2009-08-21 Thread Patrick Hunt (JIRA)

[ 
https://issues.apache.org/jira/browse/ZOOKEEPER-512?page=com.atlassian.jira.plugin.system.issuetabpanels:comment-tabpanelfocusedCommentId=12746050#action_12746050
 ] 

Patrick Hunt commented on ZOOKEEPER-512:


I've been reading the Java API spec, for example:
http://java.sun.com/javase/6/docs/api/java/nio/channels/SocketChannel.html#read%28java.nio.ByteBuffer%29

there's nothing here (nor in Socket docs) that I can find that says that an 
ioexception thrown by the read method
results in what you say you are expecting. Unless you can find otw I don't 
think it's prudent to assume a particular
behavior.

The quorum was def _not_ formed when I took the log snapshot, there was no 
active leader..  Clients were not able to 
connect to any server in the cluster, and running stat on the command port 
resulted in zookeeper server not running being
returned by all 5 servers. (not the typical ... mode:follower etc... stat 
result.)

I'll re-run and attach with debug logs.

 FLE election fails to elect leader
 --

 Key: ZOOKEEPER-512
 URL: https://issues.apache.org/jira/browse/ZOOKEEPER-512
 Project: Zookeeper
  Issue Type: Bug
  Components: quorum, server
Affects Versions: 3.2.0
Reporter: Patrick Hunt
Priority: Blocker
 Fix For: 3.2.1, 3.3.0

 Attachments: jst.txt, logs.tar.gz, logs2.tar.gz


 I was doing some fault injection testing of 3.2.1 with ZOOKEEPER-508 patch 
 applied and noticed that after some time the ensemble failed to re-elect a 
 leader.
 See the attached log files - 5 member ensemble. typically 5 is the leader
 Notice that after 16:23:50,525 no quorum is formed, even after 20 minutes 
 elapses w/no quorum
 environment:
 I was doing fault injection testing using aspectj.
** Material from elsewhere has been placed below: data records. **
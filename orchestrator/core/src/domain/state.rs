// Copyright (c) 2026 100monkeys.ai
// SPDX-License-Identifier: AGPL-3.0
//! Routing State Aggregate
//!
//! `StateDocument` is the single root aggregate of the control plane. Domain,
//! agent and storage records are owned by it and have no lifecycle outside
//! of it; every change goes through `StateStore::mutate`, which recomputes
//! `meta` via [`StateDocument::commit`].
//!
//! Deserialization is deliberately forgiving at the field level (missing
//! fields take defaults) so that a single host-less domain entry does not
//! make the whole document unreadable. Such entries are skipped by the
//! routing projection.

use std::collections::{BTreeMap, BTreeSet};
use std::fmt;

use chrono::{DateTime, SubsecRound, Utc};
use serde::{Deserialize, Serialize};

pub type Timestamp = DateTime<Utc>;

/// Logical name of the singleton storage profile slot
pub const STORAGE_SLOT: &str = "date_app";

/// Current time truncated to whole seconds
pub fn now() -> Timestamp {
    Utc::now().trunc_subsecs(0)
}

#[derive(Debug, Clone, Copy, Default, PartialEq, Eq, Serialize, Deserialize)]
#[serde(rename_all = "lowercase")]
pub enum StorageStatus {
    #[default]
    Uninitialized,
    Ready,
}

impl fmt::Display for StorageStatus {
    fn fmt(&self, f: &mut fmt::Formatter<'_>) -> fmt::Result {
        match self {
            StorageStatus::Uninitialized => write!(f, "uninitialized"),
            StorageStatus::Ready => write!(f, "ready"),
        }
    }
}

/// What happened to a record
#[derive(Debug, Clone, Copy, PartialEq, Eq, Serialize, Deserialize)]
#[serde(rename_all = "kebab-case")]
pub enum HistoryAction {
    Provisioned,
    Updated,
    SeededEnv,
    Registered,
    EnsureAdmin,
}

impl fmt::Display for HistoryAction {
    fn fmt(&self, f: &mut fmt::Formatter<'_>) -> fmt::Result {
        let label = match self {
            HistoryAction::Provisioned => "provisioned",
            HistoryAction::Updated => "updated",
            HistoryAction::SeededEnv => "seeded-env",
            HistoryAction::Registered => "registered",
            HistoryAction::EnsureAdmin => "ensure-admin",
        };
        f.write_str(label)
    }
}

#[derive(Debug, Clone, PartialEq, Eq, Serialize, Deserialize)]
pub struct HistoryEntry {
    pub action: HistoryAction,
    pub at: Timestamp,
    #[serde(default, skip_serializing_if = "Option::is_none")]
    pub target: Option<String>,
}

#[derive(Debug, Clone, Default, PartialEq, Eq, Serialize, Deserialize)]
#[serde(default)]
pub struct StateMeta {
    pub created_at: Timestamp,
    pub updated_at: Timestamp,
    /// Incremented by exactly one on every committed mutation
    pub revision: u64,
    pub domain_count: usize,
    pub agent_count: usize,
    pub storage_status: StorageStatus,
}

/// Routing entry for one canonical hostname
#[derive(Debug, Clone, Default, PartialEq, Eq, Serialize, Deserialize)]
#[serde(default)]
pub struct DomainRecord {
    /// Canonical hostname; immutable once assigned
    pub domain: String,
    /// Fingerprint of `domain`
    pub id: String,
    pub created_at: Timestamp,
    pub updated_at: Timestamp,
    pub target_service: Option<String>,
    pub target_url: Option<String>,
    pub target_port: Option<u16>,
    pub target_scheme: String,
    pub entrypoint: String,
    pub auto_ssl: bool,
    pub redirect_to_https: bool,
    pub notes: Option<String>,
    /// Explicit backend name; derived from the target when absent
    pub service_name: Option<String>,
    /// Explicit router name; derived from the hostname when absent
    pub router_name: Option<String>,
    pub history: Vec<HistoryEntry>,
}

#[derive(Debug, Clone, Default, PartialEq, Eq, Serialize, Deserialize)]
#[serde(default)]
pub struct AgentRecord {
    pub name: String,
    /// Derived from `name` at first registration, never changes afterwards
    pub slug: String,
    pub role: String,
    pub rights: String,
    pub status: String,
    pub endpoint: Option<String>,
    pub capabilities: BTreeSet<String>,
    pub domains: BTreeSet<String>,
    pub created_at: Timestamp,
    pub updated_at: Timestamp,
    pub history: Vec<HistoryEntry>,
}

/// Settings applied by the last successful storage setup
#[derive(Debug, Clone, PartialEq, Eq, Serialize, Deserialize)]
pub struct StorageSettings {
    pub storage_engine: String,
    pub primary_region: String,
    pub replicas: u32,
    pub retention_days: u32,
    #[serde(default)]
    pub backup_regions: BTreeSet<String>,
    #[serde(default)]
    pub analytics: bool,
    #[serde(default)]
    pub encryption: bool,
    #[serde(default)]
    pub notes: Option<String>,
}

#[derive(Debug, Clone, Default, PartialEq, Eq, Serialize, Deserialize)]
#[serde(default)]
pub struct StorageProfile {
    pub status: StorageStatus,
    #[serde(skip_serializing_if = "Option::is_none")]
    pub created_at: Option<Timestamp>,
    pub updated_at: Timestamp,
    #[serde(skip_serializing_if = "Option::is_none")]
    pub settings: Option<StorageSettings>,
}

impl StorageProfile {
    fn uninitialized(at: Timestamp) -> Self {
        Self {
            status: StorageStatus::Uninitialized,
            created_at: None,
            updated_at: at,
            settings: None,
        }
    }
}

/// Storage profile slots; only the `date_app` slot exists today
#[derive(Debug, Clone, Default, PartialEq, Eq, Serialize, Deserialize)]
#[serde(default)]
pub struct StorageSlots {
    pub date_app: StorageProfile,
}

#[derive(Debug, Clone, Default, PartialEq, Eq, Serialize, Deserialize)]
#[serde(default)]
pub struct StateDocument {
    pub meta: StateMeta,
    /// Sorted by canonical hostname, at most one record per hostname
    pub domains: Vec<DomainRecord>,
    /// Keyed by slug
    pub agents: BTreeMap<String, AgentRecord>,
    pub storage: StorageSlots,
}

impl StateDocument {
    /// Fresh document at revision 0
    pub fn empty(at: Timestamp) -> Self {
        Self {
            meta: StateMeta {
                created_at: at,
                updated_at: at,
                revision: 0,
                domain_count: 0,
                agent_count: 0,
                storage_status: StorageStatus::Uninitialized,
            },
            domains: Vec::new(),
            agents: BTreeMap::new(),
            storage: StorageSlots {
                date_app: StorageProfile::uninitialized(at),
            },
        }
    }

    pub fn revision(&self) -> u64 {
        self.meta.revision
    }

    pub fn find_domain(&self, host: &str) -> Option<&DomainRecord> {
        self.domains.iter().find(|d| d.domain == host)
    }

    pub fn storage_profile(&self) -> &StorageProfile {
        &self.storage.date_app
    }

    /// Hostnames of all records that carry one, in document order
    pub fn hostnames(&self) -> Vec<String> {
        self.domains
            .iter()
            .filter(|d| !d.domain.is_empty())
            .map(|d| d.domain.clone())
            .collect()
    }

    /// Recompute `meta` after a successful transform and advance the revision
    pub(crate) fn commit(&mut self, at: Timestamp) {
        self.domains.sort_by(|a, b| a.domain.cmp(&b.domain));
        self.meta.updated_at = at;
        self.meta.revision += 1;
        self.meta.domain_count = self.domains.len();
        self.meta.agent_count = self.agents.len();
        self.meta.storage_status = self.storage.date_app.status;
    }
}

#[cfg(test)]
mod tests {
    use super::*;

    #[test]
    fn test_empty_document_starts_at_revision_zero() {
        let doc = StateDocument::empty(now());
        assert_eq!(doc.revision(), 0);
        assert_eq!(doc.storage_profile().status, StorageStatus::Uninitialized);
        assert!(doc.domains.is_empty());
        assert!(doc.agents.is_empty());
    }

    #[test]
    fn test_commit_refreshes_meta() {
        let mut doc = StateDocument::empty(now());
        doc.domains.push(DomainRecord {
            domain: "b.example.com".to_string(),
            ..Default::default()
        });
        doc.domains.push(DomainRecord {
            domain: "a.example.com".to_string(),
            ..Default::default()
        });
        doc.storage.date_app.status = StorageStatus::Ready;

        doc.commit(now());

        assert_eq!(doc.meta.revision, 1);
        assert_eq!(doc.meta.domain_count, 2);
        assert_eq!(doc.meta.agent_count, 0);
        assert_eq!(doc.meta.storage_status, StorageStatus::Ready);
        assert_eq!(doc.domains[0].domain, "a.example.com");
    }

    #[test]
    fn test_hostless_domain_entry_still_parses() {
        let raw = r#"{
            "meta": {"revision": 4},
            "domains": [{"target_service": "fastmcp"}, {"domain": "a.example.com"}],
            "agents": {}
        }"#;
        let doc: StateDocument = serde_json::from_str(raw).unwrap();
        assert_eq!(doc.revision(), 4);
        assert_eq!(doc.domains.len(), 2);
        assert_eq!(doc.hostnames(), vec!["a.example.com".to_string()]);
    }

    #[test]
    fn test_history_action_wire_names() {
        let entry = HistoryEntry {
            action: HistoryAction::SeededEnv,
            at: now(),
            target: Some("twinboss_api".to_string()),
        };
        let json = serde_json::to_value(&entry).unwrap();
        assert_eq!(json["action"], "seeded-env");
        assert_eq!(HistoryAction::EnsureAdmin.to_string(), "ensure-admin");
    }
}
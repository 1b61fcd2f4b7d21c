// Copyright (c) 2026 100monkeys.ai
// SPDX-License-Identifier: AGPL-3.0

use std::fmt;

use chrono::{DateTime, Utc};
use serde::{Deserialize, Serialize};

/// Progress notifications published by the control plane.
///
/// The `Display` form is the wire text pushed to preview subscribers
/// (`domains:provisioned:shop.example.com`, `storage:date:ready`, ...).
#[derive(Debug, Clone, PartialEq, Serialize, Deserialize)]
#[serde(tag = "type", rename_all = "snake_case")]
pub enum ControlPlaneEvent {
    DomainProvisioned {
        domain: String,
        revision: u64,
        at: DateTime<Utc>,
    },
    DomainUpdated {
        domain: String,
        revision: u64,
        at: DateTime<Utc>,
    },
    DomainsSeeded {
        domains: Vec<String>,
        revision: u64,
        at: DateTime<Utc>,
    },
    StorageReady {
        revision: u64,
        at: DateTime<Utc>,
    },
    AgentRegistered {
        slug: String,
        revision: u64,
        at: DateTime<Utc>,
    },
    AgentEnsured {
        slug: String,
        revision: u64,
        at: DateTime<Utc>,
    },
    TwinStarted {
        query: String,
    },
    TwinGenerated,
    TwinSelected {
        score_a: f64,
        score_b: f64,
    },
    Playbook {
        step: String,
    },
}

impl fmt::Display for ControlPlaneEvent {
    fn fmt(&self, f: &mut fmt::Formatter<'_>) -> fmt::Result {
        match self {
            ControlPlaneEvent::DomainProvisioned { domain, .. } => write!(f, "domains:provisioned:{domain}"),
            ControlPlaneEvent::DomainUpdated { domain, .. } => write!(f, "domains:updated:{domain}"),
            ControlPlaneEvent::DomainsSeeded { domains, .. } => write!(f, "domains:seeded:{}", domains.len()),
            ControlPlaneEvent::StorageReady { .. } => write!(f, "storage:date:ready"),
            ControlPlaneEvent::AgentRegistered { slug, .. } => write!(f, "agent:register:{slug}"),
            ControlPlaneEvent::AgentEnsured { slug, .. } => write!(f, "agent:create:{slug}"),
            ControlPlaneEvent::TwinStarted { query } => write!(f, "twin:start:{query}"),
            ControlPlaneEvent::TwinGenerated => write!(f, "twin:generated:two-candidates"),
            ControlPlaneEvent::TwinSelected { score_a, score_b } => {
                write!(f, "twin:selected:best s1={score_a:.2} s2={score_b:.2}")
            }
            ControlPlaneEvent::Playbook { step } => f.write_str(step),
        }
    }
}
The faults are injected 
 into socketchannel read/write, I throw exceptions randomly at a 1/200 ratio 
 (rand.nextFloat() = .005 = throw IOException
 You can see when a fault is injected in the log via:
 2009-08-19 16:57:09,568 - INFO  [Thread-74:readrequestfailsintermitten...@38] 
 - READPACKET FORCED FAIL
 vs a read/write that didn't force fail:
 2009-08-19 16:57:09,568 - INFO  [Thread-74:readrequestfailsintermitten...@41] 
 - READPACKET OK
 otw standard code/config (straight fle quorum with 5 members)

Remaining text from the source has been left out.